Viele Länder erlauben Deutschen die Einreise nur mit einem Visum. Für Urlauber reicht in der Regel ein Touristenvisum, das sie häufig online beantragen können. Noch komfortabler ist das Visa on arrival. Was Urlauber zu der Einreiseerlaubnis wissen sollten:
Das Visum on arrival kann die Einreise erleichtern. In Ägypten etwa wird die Gebühr einfach bei der Ankunft bezahlt - das Visum wird dann vor Ort in den Pass geklebt. Foto: Rolf Vennenbernd Das Visum on arrival kann die Einreise erleichtern. In Ägypten etwa wird die Gebühr einfach bei der Ankunft bezahlt - das Visum wird dann vor Ort in den Pass geklebt.
Bonn. 

Visum ist nicht gleich Visum.
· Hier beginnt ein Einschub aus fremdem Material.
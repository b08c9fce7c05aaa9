///
/// The three compute pipelines (§2 items 2, 4, 5): PrimitiveBuilder,
/// HierarchyBuilder (Karras LBVH) and AABBPropagator. Each owns its own
/// bind group layout and pipeline, built once at `GpuBvh::initialize`
/// time and recreated only on a shader-reload notification.

use bytemuck::{Pod, Zeroable};

use crate::buffers::BvhBuffers;
use crate::feeder::PrimitiveSpan;
use crate::shader_loader::compile_wgsl;

const WORKGROUP_SIZE: u32 = 64;

fn storage_entry(binding: u32, read_only: bool) -> wgpu::BindGroupLayoutEntry {
    wgpu::BindGroupLayoutEntry {
        binding,
        visibility: wgpu::ShaderStages::COMPUTE,
        ty: wgpu::BindingType::Buffer {
            ty: wgpu::BufferBindingType::Storage { read_only },
            has_dynamic_offset: false,
            min_binding_size: None,
        },
        count: None,
    }
}

fn uniform_entry(binding: u32) -> wgpu::BindGroupLayoutEntry {
    wgpu::BindGroupLayoutEntry {
        binding,
        visibility: wgpu::ShaderStages::COMPUTE,
        ty: wgpu::BindingType::Buffer {
            ty: wgpu::BufferBindingType::Uniform,
            has_dynamic_offset: false,
            min_binding_size: None,
        },
        count: None,
    }
}

#[repr(C)]
#[derive(Debug, Clone, Copy, Pod, Zeroable)]
struct SpanParamsGpu {
    instance_index: u32,
    subset_index: u32,
    primitive_count: u32,
    primitive_offset: u32,
    is_hair: u32,
    segments_per_strand: u32,
    _padding: [u32; 2],
}

/// PrimitiveBuilder kernel (§4.2): one dispatch per span, driven by a
/// small per-dispatch uniform buffer instead of the source's push
/// constants (no example in the pack enables wgpu's push-constant
/// feature; a per-dispatch uniform buffer is the idiom the pack uses
/// everywhere else for small per-draw parameters).
pub struct PrimitiveBuilderPipeline {
    pipeline: wgpu::ComputePipeline,
    bind_group_layout: wgpu::BindGroupLayout,
    span_params_buffer: wgpu::Buffer,
}

impl PrimitiveBuilderPipeline {
    pub fn new(device: &wgpu::Device) -> anyhow::Result<Self> {
        let source = include_str!("../res/shaders/primitive_build.wgsl");
        let module = compile_wgsl(device, "primitive_build", source)?;

        let bind_group_layout = device.create_bind_group_layout(&wgpu::BindGroupLayoutDescriptor {
            label: Some("primitive_build_bind_group_layout"),
            entries: &[
                uniform_entry(0),
                uniform_entry(1),
                storage_entry(2, true),
                storage_entry(3, false),
                storage_entry(4, false),
                storage_entry(5, false),
            ],
        });

        let pipeline_layout = device.create_pipeline_layout(&wgpu::PipelineLayoutDescriptor {
            label: Some("primitive_build_pipeline_layout"),
            bind_group_layouts: &[&bind_group_layout],
            push_constant_ranges: &[],
        });

        let pipeline = device.create_compute_pipeline(&wgpu::ComputePipelineDescriptor {
            label: Some("primitive_build"),
            layout: Some(&pipeline_layout),
            module: &module,
            entry_point: "build_primitives",
        });

        let span_params_buffer = device.create_buffer(&wgpu::BufferDescriptor {
            label: Some("span_params_buffer"),
            size: std::mem::size_of::<SpanParamsGpu>() as u64,
            usage: wgpu::BufferUsages::UNIFORM | wgpu::BufferUsages::COPY_DST,
            mapped_at_creation: false,
        });

        Ok(Self {
            pipeline,
            bind_group_layout,
            span_params_buffer,
        })
    }

    #[allow(clippy::too_many_arguments)]
    pub fn dispatch(
        &self,
        device: &wgpu::Device,
        queue: &wgpu::Queue,
        encoder: &mut wgpu::CommandEncoder,
        buffers: &BvhBuffers,
        instance_table: &wgpu::Buffer,
        span: PrimitiveSpan,
        is_hair: bool,
        segments_per_strand: u32,
    ) {
        if span.primitive_count == 0 {
            return;
        }

        let params = SpanParamsGpu {
            instance_index: span.instance_index,
            subset_index: span.subset_index,
            primitive_count: span.primitive_count,
            primitive_offset: span.primitive_offset,
            is_hair: is_hair as u32,
            segments_per_strand,
            _padding: [0; 2],
        };
        queue.write_buffer(&self.span_params_buffer, 0, bytemuck::bytes_of(&params));

        let bind_group = device.create_bind_group(&wgpu::BindGroupDescriptor {
            label: Some("primitive_build_bind_group"),
            layout: &self.bind_group_layout,
            entries: &[
                wgpu::BindGroupEntry {
                    binding: 0,
                    resource: buffers.scene_bounds_buffer.as_entire_binding(),
                },
                wgpu::BindGroupEntry {
                    binding: 1,
                    resource: self.span_params_buffer.as_entire_binding(),
                },
                wgpu::BindGroupEntry {
                    binding: 2,
                    resource: instance_table.as_entire_binding(),
                },
                wgpu::BindGroupEntry {
                    binding: 3,
                    resource: buffers.primitive_id_buffer().as_entire_binding(),
                },
                wgpu::BindGroupEntry {
                    binding: 4,
                    resource: buffers.primitive_buffer().as_entire_binding(),
                },
                wgpu::BindGroupEntry {
                    binding: 5,
                    resource: buffers.primitive_morton_buffer().as_entire_binding(),
                },
            ],
        });

        let mut pass = encoder.begin_compute_pass(&wgpu::ComputePassDescriptor {
            label: Some("primitive_build_pass"),
            timestamp_writes: None,
        });
        pass.set_pipeline(&self.pipeline);
        pass.set_bind_group(0, &bind_group, &[]);
        pass.dispatch_workgroups(span.primitive_count.div_ceil(WORKGROUP_SIZE), 1, 1);
    }
}

#[repr(C)]
#[derive(Debug, Clone, Copy, Pod, Zeroable)]
struct KernelParams {
    primitive_count: u32,
    _padding: [u32; 3],
}

fn kernel_params_buffer(device: &wgpu::Device, label: &str) -> wgpu::Buffer {
    device.create_buffer(&wgpu::BufferDescriptor {
        label: Some(label),
        size: std::mem::size_of::<KernelParams>() as u64,
        usage: wgpu::BufferUsages::UNIFORM | wgpu::BufferUsages::COPY_DST,
        mapped_at_creation: false,
    })
}

/// HierarchyBuilder kernel (§4.4): the Karras parallel LBVH construction.
pub struct HierarchyBuilderPipeline {
    pipeline: wgpu::ComputePipeline,
    bind_group_layout: wgpu::BindGroupLayout,
    params_buffer: wgpu::Buffer,
}

impl HierarchyBuilderPipeline {
    pub fn new(device: &wgpu::Device) -> anyhow::Result<Self> {
        let source = include_str!("../res/shaders/hierarchy_build.wgsl");
        let module = compile_wgsl(device, "hierarchy_build", source)?;

        let bind_group_layout = device.create_bind_group_layout(&wgpu::BindGroupLayoutDescriptor {
            label: Some("hierarchy_build_bind_group_layout"),
            entries: &[
                uniform_entry(0),
                storage_entry(1, true),
                storage_entry(2, true),
                storage_entry(3, true),
                storage_entry(4, false),
                storage_entry(5, false),
                storage_entry(6, false),
            ],
        });

        let pipeline_layout = device.create_pipeline_layout(&wgpu::PipelineLayoutDescriptor {
            label: Some("hierarchy_build_pipeline_layout"),
            bind_group_layouts: &[&bind_group_layout],
            push_constant_ranges: &[],
        });

        let pipeline = device.create_compute_pipeline(&wgpu::ComputePipelineDescriptor {
            label: Some("hierarchy_build"),
            layout: Some(&pipeline_layout),
            module: &module,
            entry_point: "build_hierarchy",
        });

        Ok(Self {
            pipeline,
            bind_group_layout,
            params_buffer: kernel_params_buffer(device, "hierarchy_build_params"),
        })
    }

    pub fn dispatch(
        &self,
        device: &wgpu::Device,
        queue: &wgpu::Queue,
        encoder: &mut wgpu::CommandEncoder,
        buffers: &BvhBuffers,
        primitive_count: u32,
    ) {
        if primitive_count == 0 {
            return;
        }

        let params = KernelParams {
            primitive_count,
            _padding: [0; 3],
        };
        queue.write_buffer(&self.params_buffer, 0, bytemuck::bytes_of(&params));

        let bind_group = device.create_bind_group(&wgpu::BindGroupDescriptor {
            label: Some("hierarchy_build_bind_group"),
            layout: &self.bind_group_layout,
            entries: &[
                wgpu::BindGroupEntry {
                    binding: 0,
                    resource: self.params_buffer.as_entire_binding(),
                },
                wgpu::BindGroupEntry {
                    binding: 1,
                    resource: buffers.primitive_morton_buffer().as_entire_binding(),
                },
                wgpu::BindGroupEntry {
                    binding: 2,
                    resource: buffers.primitive_id_buffer().as_entire_binding(),
                },
                wgpu::BindGroupEntry {
                    binding: 3,
                    resource: buffers.primitive_buffer().as_entire_binding(),
                },
                wgpu::BindGroupEntry {
                    binding: 4,
                    resource: buffers.bvh_node_buffer().as_entire_binding(),
                },
                wgpu::BindGroupEntry {
                    binding: 5,
                    resource: buffers.bvh_parent_buffer().as_entire_binding(),
                },
                wgpu::BindGroupEntry {
                    binding: 6,
                    resource: buffers.bvh_flag_buffer().as_entire_binding(),
                },
            ],
        });

        let mut pass = encoder.begin_compute_pass(&wgpu::ComputePassDescriptor {
            label: Some("hierarchy_build_pass"),
            timestamp_writes: None,
        });
        pass.set_pipeline(&self.pipeline);
        pass.set_bind_group(0, &bind_group, &[]);
        pass.dispatch_workgroups(primitive_count.div_ceil(WORKGROUP_SIZE), 1, 1);
    }
}

/// AABBPropagator kernel (§4.5): bottom-up atomic-counter reduction.
pub struct AabbPropagatorPipeline {
    pipeline: wgpu::ComputePipeline,
    bind_group_layout: wgpu::BindGroupLayout,
    params_buffer: wgpu::Buffer,
}

impl AabbPropagatorPipeline {
    pub fn new(device: &wgpu::Device) -> anyhow::Result<Self> {
        let source = include_str!("../res/shaders/aabb_propagate.wgsl");
        let module = compile_wgsl(device, "aabb_propagate", source)?;

        let bind_group_layout = device.create_bind_group_layout(&wgpu::BindGroupLayoutDescriptor {
            label: Some("aabb_propagate_bind_group_layout"),
            entries: &[
                uniform_entry(0),
                storage_entry(1, true),
                storage_entry(2, false),
                storage_entry(3, false),
            ],
        });

        let pipeline_layout = device.create_pipeline_layout(&wgpu::PipelineLayoutDescriptor {
            label: Some("aabb_propagate_pipeline_layout"),
            bind_group_layouts: &[&bind_group_layout],
            push_constant_ranges: &[],
        });

        let pipeline = device.create_compute_pipeline(&wgpu::ComputePipelineDescriptor {
            label: Some("aabb_propagate"),
            layout: Some(&pipeline_layout),
            module: &module,
            entry_point: "propagate",
        });

        Ok(Self {
            pipeline,
            bind_group_layout,
            params_buffer: kernel_params_buffer(device, "aabb_propagate_params"),
        })
    }

    pub fn dispatch(
        &self,
        device: &wgpu::Device,
        queue: &wgpu::Queue,
        encoder: &mut wgpu::CommandEncoder,
        buffers: &BvhBuffers,
        primitive_count: u32,
    ) {
        if primitive_count == 0 {
            return;
        }

        let params = KernelParams {
            primitive_count,
            _padding: [0; 3],
        };
        queue.write_buffer(&self.params_buffer, 0, bytemuck::bytes_of(&params));

        let bind_group = device.create_bind_group(&wgpu::BindGroupDescriptor {
            label: Some("aabb_propagate_bind_group"),
            layout: &self.bind_group_layout,
            entries: &[
                wgpu::BindGroupEntry {
                    binding: 0,
                    resource: self.params_buffer.as_entire_binding(),
                },
                wgpu::BindGroupEntry {
                    binding: 1,
                    resource: buffers.bvh_parent_buffer().as_entire_binding(),
                },
                wgpu::BindGroupEntry {
                    binding: 2,
                    resource: buffers.bvh_node_buffer().as_entire_binding(),
                },
                wgpu::BindGroupEntry {
                    binding: 3,
                    resource: buffers.bvh_flag_buffer().as_entire_binding(),
                },
            ],
        });

        let mut pass = encoder.begin_compute_pass(&wgpu::ComputePassDescriptor {
            label: Some("aabb_propagate_pass"),
            timestamp_writes: None,
        });
        pass.set_pipeline(&self.pipeline);
        pass.set_bind_group(0, &bind_group, &[]);
        pass.dispatch_workgroups(primitive_count.div_ceil(WORKGROUP_SIZE), 1, 1);
    }
}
Für manche Länder müssen Reisende die Einreiseerlaubnis bei der Botschaft oder einem Konsulat beantragen, sofern der Reiseveranstalter ihnen diese Arbeit nicht abnimmt. Das kann zeitaufwendig sein. Und dann gibt es sogenannte Visa on arrival.

Visa on arrival heißt grundsätzlich: Das Visum wird nicht vor Beginn der Reise, sondern bei Ankunft am Flughafen oder an einer Landesgrenze erteilt, wie Alexander Braun vom Visa Dienst Bonn erklärt. Manchmal ist das Prozedere dann recht simpel: In Ägypten zum Beispiel besteht die Möglichkeit, einfach bei der Einreise die Gebühr zu bezahlen - das Visum wird dann vor Ort in den Pass geklebt.

Bei anderen Staaten muss das Visum zwingend vor der Reise elektronisch beantragt werden, damit es bei der Einreise erteilt werden kann. Der Urlauber muss dann zwar nicht zu einer Botschaft, aber er kann auch nicht einfach im Zielland am Flughafen auftauchen und erwarten, dass er dort das Visum erhält. Braun nennt Indien als Beispiel. Hier funktioniere die Beantragung des Visums ähnlich wie bei der Esta-Einreisegenehmigung für die USA: „Das geht alles online”, sagt der Experte. Auch die Gebühr wird online bezahlt. Das Touristenvisum erhält der Urlauber dann bei der Ankunft.

Wichtig: Reisende sollten sich genau informieren, wo genau Visa on arrival ausgestellt werden. Denn oft ist dies nur an internationalen Flughäfen und bestimmten Grenzübergängen möglich, erklärt das Auswärtige Amt. Das gilt zum Beispiel für Iran.